Toronto After Dark Film Festival 2010: Weekend Preview

— by H.G. WATSON —

There is one Toronto film festival that is eagerly anticipated by Torontonians every year, and it isn’t that big flashy one that you’ll be hearing more about in September. Now in its fifth year, the Toronto After Dark Film Festival bills itself as “8 thrilling nights of cinema.” The festival has made its name showcasing science fiction and horror cult films and a year has yet to pass where a gem or two of a film hasn’t been shown. This year’s fest promises a little something for everyone, especially if you have a yen to meet a bastard, see a real live (robo)geisha, or just want watch some good old fashioned horror gore.


Friday’s opening gala begins with “The Last Lovecraft,” a self-described horror comedy in which the last living descendant of H.P. Lovecraft has to save the world from mini-Cthulhu. Critics have already been comparing Henry Saines’ film to Sam Raimi’s “Evil Dead’ flicks for its mix of horror and comedy. The trailer itself is a riot; nerds run willynilly away from sea monsters (made up with some pretty decent creature FX from the looks of things) while a faux-epic score plays in the background. As an added bonus, the cast and crew will be present at the screening for a Q & A.

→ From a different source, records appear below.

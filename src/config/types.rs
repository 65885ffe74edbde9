//! Configuration types.

use std::fmt;
use std::path::PathBuf;
use std::str::FromStr;
use std::time::Duration;

use serde::{Deserialize, Serialize};

use crate::sieve::Encoding;

/// Default grace period between the graceful signal and the group kill.
pub const DEFAULT_CLEANUP_TIMEOUT_MS: u64 = 500;

/// Signal sent to the direct child when closing it.
#[derive(Debug, Clone, Copy, Default, PartialEq, Eq, Serialize, Deserialize)]
pub enum GracefulSignal {
    #[default]
    #[serde(rename = "SIGTERM", alias = "TERM", alias = "term")]
    Term,
    #[serde(rename = "SIGINT", alias = "INT", alias = "int")]
    Int,
    #[serde(rename = "SIGHUP", alias = "HUP", alias = "hup")]
    Hup,
}

impl GracefulSignal {
    #[must_use]
    pub fn name(self) -> &'static str {
        match self {
            Self::Term => "SIGTERM",
            Self::Int => "SIGINT",
            Self::Hup => "SIGHUP",
        }
    }
}

impl fmt::Display for GracefulSignal {
    fn fmt(&self, f: &mut fmt::Formatter<'_>) -> fmt::Result {
        f.write_str(self.name())
    }
}

impl FromStr for GracefulSignal {
    type Err = String;

    fn from_str(s: &str) -> Result<Self, Self::Err> {
        let upper = s.to_ascii_uppercase();
        match upper.strip_prefix("SIG").unwrap_or(&upper) {
            "TERM" => Ok(Self::Term),
            "INT" => Ok(Self::Int),
            "HUP" => Ok(Self::Hup),
            _ => Err(format!("Unsupported graceful signal: {s}")),
        }
    }
}

/// Configuration for a supervised child.
#[derive(Debug, Clone, PartialEq, Serialize, Deserialize)]
#[serde(default)]
pub struct SupervisorConfig {
    /// Text encoding of the child's stdio.
    pub encoding: Encoding,
    /// Kill the child's process group when this process terminates.
    pub kill_on_exit: bool,
    /// Milliseconds to wait after the graceful signal before the group kill.
    pub cleanup_timeout_ms: u64,
    /// Run the command line through `/bin/sh -c`.
    pub shell: bool,
    /// Working directory; the current directory when unset.
    pub cwd: Option<PathBuf>,
    /// Signal sent to the direct child by `close`.
    pub graceful_signal: GracefulSignal,
}

impl Default for SupervisorConfig {
    fn default() -> Self {
        Self {
            encoding: Encoding::Utf8,
            kill_on_exit: true,
            cleanup_timeout_ms: DEFAULT_CLEANUP_TIMEOUT_MS,
            shell: true,
            cwd: None,
            graceful_signal: GracefulSignal::Term,
        }
    }
}

impl SupervisorConfig {
    #[must_use]
    pub fn cleanup_timeout(&self) -> Duration {
        Duration::from_millis(self.cleanup_timeout_ms)
    }

    #[must_use]
    pub fn with_encoding(mut self, encoding: Encoding) -> Self {
        self.encoding = encoding;
        self
    }

    #[must_use]
    pub fn with_kill_on_exit(mut self, kill_on_exit: bool) -> Self {
        self.kill_on_exit = kill_on_exit;
        self
    }

    #[must_use]
    pub fn with_cleanup_timeout(mut self, timeout: Duration) -> Self {
        self.cleanup_timeout_ms = u64::try_from(timeout.as_millis()).unwrap_or(u64::MAX);
        self
    }

    #[must_use]
    pub fn with_shell(mut self, shell: bool) -> Self {
        self.shell = shell;
        self
    }

    #[must_use]
    pub fn with_cwd(mut self, dir: impl Into<PathBuf>) -> Self {
        self.cwd = Some(dir.into());
        self
    }

    #[must_use]
    pub fn with_graceful_signal(mut self, signal: GracefulSignal) -> Self {
        self.graceful_signal = signal;
        self
    }
}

As part of a yearly tradition, Toronto After Dark dedicates one night to the undead, even letting them, and those costumed as zombies, buy tickets for almost ½ off regular admission! This year, Saturday claims the honour of showcasing the zombie flicks “Doghouse” and “Evil in the Time of Heroes.” “Evil in the Time of Heroes” sees the people of Athens, Greece, besieged by the undead. Their one hope lies in mysterious prophet played by Billy Zane, thus confirming the long-held rumour that he actually acts in films occasionally. By all accounts, this is a gore-filled film that should satisfy any zombie junkie. But the best bet for pure entertainment is the first film in the double bill, “Doghouse.” If “The 40-Year Old Virgin” and “Shaun of the Dead” made sweet, sweet love to each other, the result would likely be this horror-comedy in which four recently-dumped British blokes decide to let loose for a weekend in the British country side only to find that man hating female zombies are running rampant. Despite the Freudian set-up, the trailer has some genuine laughs and showcases some good, overlooked British acting talent. “Doctor Who” fans will recognize Noel Clarke, who played the 10th Doctor’s second companion Mickey, as one of the bachelors.


Sunday ups the ante with a massive triple bill spanning all genres. First up is a dystopian vision of Earth’s future in Swiss film “Cargo.” IJM’s Kyla Drewette reviewed “Cargo” back in April (read her review HERE).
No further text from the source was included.